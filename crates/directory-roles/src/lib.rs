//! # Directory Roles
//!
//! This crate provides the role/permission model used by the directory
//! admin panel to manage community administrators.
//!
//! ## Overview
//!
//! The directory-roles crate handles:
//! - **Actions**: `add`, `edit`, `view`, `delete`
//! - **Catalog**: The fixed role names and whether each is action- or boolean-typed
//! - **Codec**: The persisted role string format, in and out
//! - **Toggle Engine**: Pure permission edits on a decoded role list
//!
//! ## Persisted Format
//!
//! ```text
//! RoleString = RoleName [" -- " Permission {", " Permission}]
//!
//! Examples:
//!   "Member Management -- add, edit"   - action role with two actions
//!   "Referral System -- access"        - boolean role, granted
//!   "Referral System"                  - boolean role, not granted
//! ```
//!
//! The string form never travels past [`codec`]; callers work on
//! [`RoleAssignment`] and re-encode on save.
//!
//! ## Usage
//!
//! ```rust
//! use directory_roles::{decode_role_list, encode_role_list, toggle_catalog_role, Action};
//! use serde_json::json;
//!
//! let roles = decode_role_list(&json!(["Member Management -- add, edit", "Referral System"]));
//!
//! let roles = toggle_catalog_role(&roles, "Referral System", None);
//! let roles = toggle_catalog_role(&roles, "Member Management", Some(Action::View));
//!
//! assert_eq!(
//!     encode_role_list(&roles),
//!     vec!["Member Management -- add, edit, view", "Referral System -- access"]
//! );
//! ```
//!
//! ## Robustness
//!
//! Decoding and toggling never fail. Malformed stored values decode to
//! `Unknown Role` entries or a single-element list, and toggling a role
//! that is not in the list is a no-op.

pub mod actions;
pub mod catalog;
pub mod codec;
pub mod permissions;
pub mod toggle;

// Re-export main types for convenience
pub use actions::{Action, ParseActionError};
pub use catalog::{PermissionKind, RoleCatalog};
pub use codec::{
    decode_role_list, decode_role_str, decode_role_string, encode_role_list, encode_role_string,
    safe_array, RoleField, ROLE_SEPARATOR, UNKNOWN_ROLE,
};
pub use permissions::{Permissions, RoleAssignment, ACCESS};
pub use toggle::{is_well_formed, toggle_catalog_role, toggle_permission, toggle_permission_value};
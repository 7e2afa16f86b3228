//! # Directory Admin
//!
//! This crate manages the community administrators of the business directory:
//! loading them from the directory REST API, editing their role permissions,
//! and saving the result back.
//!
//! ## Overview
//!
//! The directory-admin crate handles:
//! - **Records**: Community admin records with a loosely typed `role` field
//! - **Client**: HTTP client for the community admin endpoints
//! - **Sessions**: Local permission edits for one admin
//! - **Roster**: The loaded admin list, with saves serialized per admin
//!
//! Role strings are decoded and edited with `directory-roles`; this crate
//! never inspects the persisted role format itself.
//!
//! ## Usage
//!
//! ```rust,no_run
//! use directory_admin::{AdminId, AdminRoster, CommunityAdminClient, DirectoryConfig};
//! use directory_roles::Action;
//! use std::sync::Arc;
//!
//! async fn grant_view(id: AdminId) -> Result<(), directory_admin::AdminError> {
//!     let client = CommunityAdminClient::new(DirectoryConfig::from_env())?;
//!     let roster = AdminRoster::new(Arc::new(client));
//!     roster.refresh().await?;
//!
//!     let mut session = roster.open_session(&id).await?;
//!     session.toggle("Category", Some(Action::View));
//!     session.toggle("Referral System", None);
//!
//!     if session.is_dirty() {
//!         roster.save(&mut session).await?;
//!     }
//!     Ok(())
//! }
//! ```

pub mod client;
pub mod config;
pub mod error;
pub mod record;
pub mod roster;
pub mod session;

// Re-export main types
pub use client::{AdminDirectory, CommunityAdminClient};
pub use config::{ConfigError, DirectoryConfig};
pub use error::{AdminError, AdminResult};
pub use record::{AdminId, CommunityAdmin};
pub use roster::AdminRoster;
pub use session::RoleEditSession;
• • •
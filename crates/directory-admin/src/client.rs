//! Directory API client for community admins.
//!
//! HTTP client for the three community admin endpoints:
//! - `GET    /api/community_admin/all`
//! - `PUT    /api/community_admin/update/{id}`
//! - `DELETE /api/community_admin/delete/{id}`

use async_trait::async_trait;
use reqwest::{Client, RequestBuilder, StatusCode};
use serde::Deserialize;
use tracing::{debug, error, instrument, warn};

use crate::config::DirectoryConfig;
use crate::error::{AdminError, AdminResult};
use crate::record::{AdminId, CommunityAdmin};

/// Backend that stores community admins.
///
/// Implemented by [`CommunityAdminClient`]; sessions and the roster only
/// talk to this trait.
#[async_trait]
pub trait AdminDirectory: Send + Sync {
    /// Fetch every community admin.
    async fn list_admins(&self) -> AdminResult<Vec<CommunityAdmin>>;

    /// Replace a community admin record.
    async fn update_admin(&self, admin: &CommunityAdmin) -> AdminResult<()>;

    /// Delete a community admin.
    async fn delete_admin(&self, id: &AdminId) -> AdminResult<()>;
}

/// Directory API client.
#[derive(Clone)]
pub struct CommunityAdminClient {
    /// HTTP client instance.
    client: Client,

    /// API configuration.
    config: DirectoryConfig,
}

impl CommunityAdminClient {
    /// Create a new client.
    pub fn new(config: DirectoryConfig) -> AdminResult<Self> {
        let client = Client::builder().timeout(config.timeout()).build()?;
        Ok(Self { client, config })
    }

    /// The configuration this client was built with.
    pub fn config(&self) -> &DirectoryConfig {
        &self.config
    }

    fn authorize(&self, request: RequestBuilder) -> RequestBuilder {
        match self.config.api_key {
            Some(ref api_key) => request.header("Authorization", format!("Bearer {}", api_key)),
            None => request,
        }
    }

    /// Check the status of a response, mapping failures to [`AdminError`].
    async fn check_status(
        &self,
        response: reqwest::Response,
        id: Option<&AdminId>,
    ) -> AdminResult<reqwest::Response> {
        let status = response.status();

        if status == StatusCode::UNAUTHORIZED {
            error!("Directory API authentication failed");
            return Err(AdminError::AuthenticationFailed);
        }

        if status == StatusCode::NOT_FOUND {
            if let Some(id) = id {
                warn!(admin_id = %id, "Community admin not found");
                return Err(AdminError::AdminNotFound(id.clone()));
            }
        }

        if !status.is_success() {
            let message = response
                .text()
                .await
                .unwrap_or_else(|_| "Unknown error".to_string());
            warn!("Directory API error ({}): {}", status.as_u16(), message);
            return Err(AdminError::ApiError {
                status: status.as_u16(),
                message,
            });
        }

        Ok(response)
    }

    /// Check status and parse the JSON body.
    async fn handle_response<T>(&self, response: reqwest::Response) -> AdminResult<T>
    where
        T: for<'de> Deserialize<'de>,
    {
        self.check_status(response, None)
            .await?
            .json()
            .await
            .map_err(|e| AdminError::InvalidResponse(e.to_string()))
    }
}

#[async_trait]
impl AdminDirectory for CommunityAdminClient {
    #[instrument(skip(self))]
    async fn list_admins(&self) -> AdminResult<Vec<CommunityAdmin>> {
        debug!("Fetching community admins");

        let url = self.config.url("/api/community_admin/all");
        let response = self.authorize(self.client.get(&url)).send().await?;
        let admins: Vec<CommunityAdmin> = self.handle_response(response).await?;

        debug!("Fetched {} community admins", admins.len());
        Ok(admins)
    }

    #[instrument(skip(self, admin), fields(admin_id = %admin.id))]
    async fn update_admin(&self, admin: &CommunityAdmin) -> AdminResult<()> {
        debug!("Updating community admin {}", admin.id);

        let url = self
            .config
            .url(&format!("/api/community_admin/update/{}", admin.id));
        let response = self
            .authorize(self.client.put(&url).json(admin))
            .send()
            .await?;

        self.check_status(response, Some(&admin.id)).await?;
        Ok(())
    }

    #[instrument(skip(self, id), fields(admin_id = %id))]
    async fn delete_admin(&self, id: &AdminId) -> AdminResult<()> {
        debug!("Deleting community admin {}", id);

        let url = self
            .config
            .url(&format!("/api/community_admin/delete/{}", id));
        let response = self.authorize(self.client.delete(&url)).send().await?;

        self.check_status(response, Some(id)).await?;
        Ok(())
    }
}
• • •
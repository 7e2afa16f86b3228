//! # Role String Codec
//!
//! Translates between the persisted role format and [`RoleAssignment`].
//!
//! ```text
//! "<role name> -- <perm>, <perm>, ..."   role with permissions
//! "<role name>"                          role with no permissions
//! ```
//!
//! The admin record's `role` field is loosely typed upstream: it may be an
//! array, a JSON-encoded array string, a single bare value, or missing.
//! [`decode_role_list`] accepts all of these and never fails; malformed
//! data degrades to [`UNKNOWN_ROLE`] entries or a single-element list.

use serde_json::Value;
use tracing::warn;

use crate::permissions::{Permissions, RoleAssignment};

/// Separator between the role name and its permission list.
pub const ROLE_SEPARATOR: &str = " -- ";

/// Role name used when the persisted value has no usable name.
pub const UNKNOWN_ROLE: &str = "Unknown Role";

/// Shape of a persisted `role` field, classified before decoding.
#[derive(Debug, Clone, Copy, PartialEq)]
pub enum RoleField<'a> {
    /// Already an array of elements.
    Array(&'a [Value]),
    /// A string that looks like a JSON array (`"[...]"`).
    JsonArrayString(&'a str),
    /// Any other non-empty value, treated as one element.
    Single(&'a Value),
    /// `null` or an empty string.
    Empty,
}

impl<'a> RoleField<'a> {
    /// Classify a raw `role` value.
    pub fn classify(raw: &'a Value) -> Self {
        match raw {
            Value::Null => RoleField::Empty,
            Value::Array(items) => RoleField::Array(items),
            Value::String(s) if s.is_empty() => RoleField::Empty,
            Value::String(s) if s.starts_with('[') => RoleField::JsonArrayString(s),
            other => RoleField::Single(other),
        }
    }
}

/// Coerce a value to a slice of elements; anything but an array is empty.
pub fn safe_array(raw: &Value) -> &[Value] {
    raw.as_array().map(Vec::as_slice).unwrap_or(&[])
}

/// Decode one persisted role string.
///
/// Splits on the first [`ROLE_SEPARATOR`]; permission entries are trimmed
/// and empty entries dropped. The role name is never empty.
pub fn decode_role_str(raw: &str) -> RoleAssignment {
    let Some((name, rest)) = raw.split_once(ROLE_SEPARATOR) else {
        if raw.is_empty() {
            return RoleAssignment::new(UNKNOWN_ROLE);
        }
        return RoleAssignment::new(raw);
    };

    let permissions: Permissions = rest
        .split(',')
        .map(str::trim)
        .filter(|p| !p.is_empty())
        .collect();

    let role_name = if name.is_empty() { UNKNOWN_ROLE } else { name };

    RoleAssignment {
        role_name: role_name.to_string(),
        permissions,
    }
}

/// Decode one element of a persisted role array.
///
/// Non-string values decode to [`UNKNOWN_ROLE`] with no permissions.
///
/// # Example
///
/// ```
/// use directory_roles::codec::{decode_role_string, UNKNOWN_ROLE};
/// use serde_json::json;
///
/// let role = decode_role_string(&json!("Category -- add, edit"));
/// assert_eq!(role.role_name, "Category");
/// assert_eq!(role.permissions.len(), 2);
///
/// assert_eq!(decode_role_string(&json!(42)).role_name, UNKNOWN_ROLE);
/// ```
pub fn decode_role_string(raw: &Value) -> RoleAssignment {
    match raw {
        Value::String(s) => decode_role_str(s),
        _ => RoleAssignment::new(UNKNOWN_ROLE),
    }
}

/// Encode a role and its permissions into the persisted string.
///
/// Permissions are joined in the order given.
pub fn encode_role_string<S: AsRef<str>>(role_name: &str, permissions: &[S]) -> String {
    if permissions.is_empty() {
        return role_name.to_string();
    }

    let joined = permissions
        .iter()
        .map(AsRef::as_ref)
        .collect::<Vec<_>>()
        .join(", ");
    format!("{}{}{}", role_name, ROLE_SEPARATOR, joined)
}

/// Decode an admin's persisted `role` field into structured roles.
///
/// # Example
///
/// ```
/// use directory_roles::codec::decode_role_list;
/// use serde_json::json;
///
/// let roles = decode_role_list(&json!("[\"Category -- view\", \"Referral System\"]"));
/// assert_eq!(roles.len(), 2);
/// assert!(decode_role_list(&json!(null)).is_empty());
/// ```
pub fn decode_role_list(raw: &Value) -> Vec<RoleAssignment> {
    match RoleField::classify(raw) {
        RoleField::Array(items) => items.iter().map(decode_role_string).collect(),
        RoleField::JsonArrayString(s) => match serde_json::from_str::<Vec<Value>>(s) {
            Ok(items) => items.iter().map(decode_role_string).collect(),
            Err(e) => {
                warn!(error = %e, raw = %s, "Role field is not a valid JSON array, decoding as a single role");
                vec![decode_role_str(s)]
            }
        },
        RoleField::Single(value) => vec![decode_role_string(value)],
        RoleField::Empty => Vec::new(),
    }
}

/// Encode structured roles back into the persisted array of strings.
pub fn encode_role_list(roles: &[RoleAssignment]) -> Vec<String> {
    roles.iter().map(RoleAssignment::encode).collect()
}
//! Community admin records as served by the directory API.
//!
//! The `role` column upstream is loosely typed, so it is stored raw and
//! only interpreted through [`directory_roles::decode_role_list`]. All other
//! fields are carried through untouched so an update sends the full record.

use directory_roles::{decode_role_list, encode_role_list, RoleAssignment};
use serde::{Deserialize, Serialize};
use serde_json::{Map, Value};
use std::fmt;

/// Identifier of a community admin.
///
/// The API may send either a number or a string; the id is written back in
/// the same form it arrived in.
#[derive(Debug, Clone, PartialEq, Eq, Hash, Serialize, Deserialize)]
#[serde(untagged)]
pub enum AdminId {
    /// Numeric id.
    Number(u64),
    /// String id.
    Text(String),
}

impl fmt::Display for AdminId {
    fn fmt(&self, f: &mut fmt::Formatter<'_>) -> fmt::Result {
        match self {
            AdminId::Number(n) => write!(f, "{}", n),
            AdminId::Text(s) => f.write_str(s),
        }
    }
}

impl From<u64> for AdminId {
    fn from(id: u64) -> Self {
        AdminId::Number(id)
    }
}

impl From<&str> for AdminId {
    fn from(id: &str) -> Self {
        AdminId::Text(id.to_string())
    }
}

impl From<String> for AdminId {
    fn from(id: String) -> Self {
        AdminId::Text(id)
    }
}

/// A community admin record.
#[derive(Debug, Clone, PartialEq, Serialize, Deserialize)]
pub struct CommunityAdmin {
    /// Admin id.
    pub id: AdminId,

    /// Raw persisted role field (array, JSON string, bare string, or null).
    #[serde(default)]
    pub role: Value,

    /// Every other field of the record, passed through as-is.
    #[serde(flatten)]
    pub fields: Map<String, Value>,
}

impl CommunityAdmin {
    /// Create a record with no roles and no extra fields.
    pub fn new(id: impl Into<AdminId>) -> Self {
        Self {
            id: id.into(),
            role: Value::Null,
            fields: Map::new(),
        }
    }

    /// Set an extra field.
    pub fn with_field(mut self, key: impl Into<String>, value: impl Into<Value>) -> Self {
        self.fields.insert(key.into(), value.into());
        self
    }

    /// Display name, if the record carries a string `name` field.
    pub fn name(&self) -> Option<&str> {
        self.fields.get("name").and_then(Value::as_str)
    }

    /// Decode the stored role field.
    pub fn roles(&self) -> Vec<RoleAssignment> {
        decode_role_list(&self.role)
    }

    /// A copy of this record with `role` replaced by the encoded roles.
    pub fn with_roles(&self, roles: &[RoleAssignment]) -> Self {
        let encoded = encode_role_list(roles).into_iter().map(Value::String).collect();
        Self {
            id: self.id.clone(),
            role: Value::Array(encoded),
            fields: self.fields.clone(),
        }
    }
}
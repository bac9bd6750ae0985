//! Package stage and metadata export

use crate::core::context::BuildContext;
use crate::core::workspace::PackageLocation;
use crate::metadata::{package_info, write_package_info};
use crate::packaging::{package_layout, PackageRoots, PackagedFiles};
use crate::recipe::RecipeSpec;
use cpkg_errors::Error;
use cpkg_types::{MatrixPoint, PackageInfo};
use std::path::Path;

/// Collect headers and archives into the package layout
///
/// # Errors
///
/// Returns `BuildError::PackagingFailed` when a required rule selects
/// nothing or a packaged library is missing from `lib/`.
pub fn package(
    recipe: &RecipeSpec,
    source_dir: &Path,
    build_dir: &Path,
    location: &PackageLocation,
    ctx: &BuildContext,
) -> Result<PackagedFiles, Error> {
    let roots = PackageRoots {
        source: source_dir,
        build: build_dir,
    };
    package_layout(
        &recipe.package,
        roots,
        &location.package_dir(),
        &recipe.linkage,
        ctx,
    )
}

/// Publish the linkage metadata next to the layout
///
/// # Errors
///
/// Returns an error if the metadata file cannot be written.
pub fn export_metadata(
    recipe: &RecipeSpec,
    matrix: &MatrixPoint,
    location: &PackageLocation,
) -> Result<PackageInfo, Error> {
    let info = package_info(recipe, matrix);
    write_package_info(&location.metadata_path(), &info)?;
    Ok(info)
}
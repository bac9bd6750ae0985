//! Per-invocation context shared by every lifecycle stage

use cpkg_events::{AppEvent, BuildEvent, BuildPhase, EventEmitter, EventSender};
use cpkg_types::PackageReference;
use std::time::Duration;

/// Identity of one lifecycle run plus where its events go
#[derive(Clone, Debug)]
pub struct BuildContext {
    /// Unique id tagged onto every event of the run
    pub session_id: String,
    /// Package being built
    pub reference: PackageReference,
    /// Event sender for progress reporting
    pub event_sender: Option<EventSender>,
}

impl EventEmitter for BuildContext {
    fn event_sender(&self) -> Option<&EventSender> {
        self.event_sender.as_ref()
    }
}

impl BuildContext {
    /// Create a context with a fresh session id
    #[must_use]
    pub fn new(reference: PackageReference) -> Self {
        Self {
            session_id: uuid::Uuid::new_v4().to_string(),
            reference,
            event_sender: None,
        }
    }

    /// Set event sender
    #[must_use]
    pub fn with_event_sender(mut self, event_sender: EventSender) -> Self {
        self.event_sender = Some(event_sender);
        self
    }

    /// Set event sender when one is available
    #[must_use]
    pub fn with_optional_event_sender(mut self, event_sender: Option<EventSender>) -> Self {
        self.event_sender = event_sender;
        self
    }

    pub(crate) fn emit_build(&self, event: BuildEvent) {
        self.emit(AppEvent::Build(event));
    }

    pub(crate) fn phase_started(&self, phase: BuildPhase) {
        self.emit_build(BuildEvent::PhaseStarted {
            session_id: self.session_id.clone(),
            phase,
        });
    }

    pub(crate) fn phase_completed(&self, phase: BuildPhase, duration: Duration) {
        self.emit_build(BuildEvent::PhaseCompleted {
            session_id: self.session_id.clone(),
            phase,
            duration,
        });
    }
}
• • •
:: EXERCISE AIM ::
Take the stretch of lines above from the one containing "write_package_info(&location.metadata_path(), &info)?;" through the one containing "fresh session id" and repeat it exactly, adding no other line.

:: COMPLETED EXERCISE ::
    write_package_info(&location.metadata_path(), &info)?;
    Ok(info)
}
repository bac9bd6750ae0985
//! Per-invocation context shared by every lifecycle stage

use cpkg_events::{AppEvent, BuildEvent, BuildPhase, EventEmitter, EventSender};
use cpkg_types::PackageReference;
use std::time::Duration;

/// Identity of one lifecycle run plus where its events go
#[derive(Clone, Debug)]
pub struct BuildContext {
    /// Unique id tagged onto every event of the run
    pub session_id: String,
    /// Package being built
    pub reference: PackageReference,
    /// Event sender for progress reporting
    pub event_sender: Option<EventSender>,
}

impl EventEmitter for BuildContext {
    fn event_sender(&self) -> Option<&EventSender> {
        self.event_sender.as_ref()
    }
}

impl BuildContext {
    /// Create a context with a fresh session id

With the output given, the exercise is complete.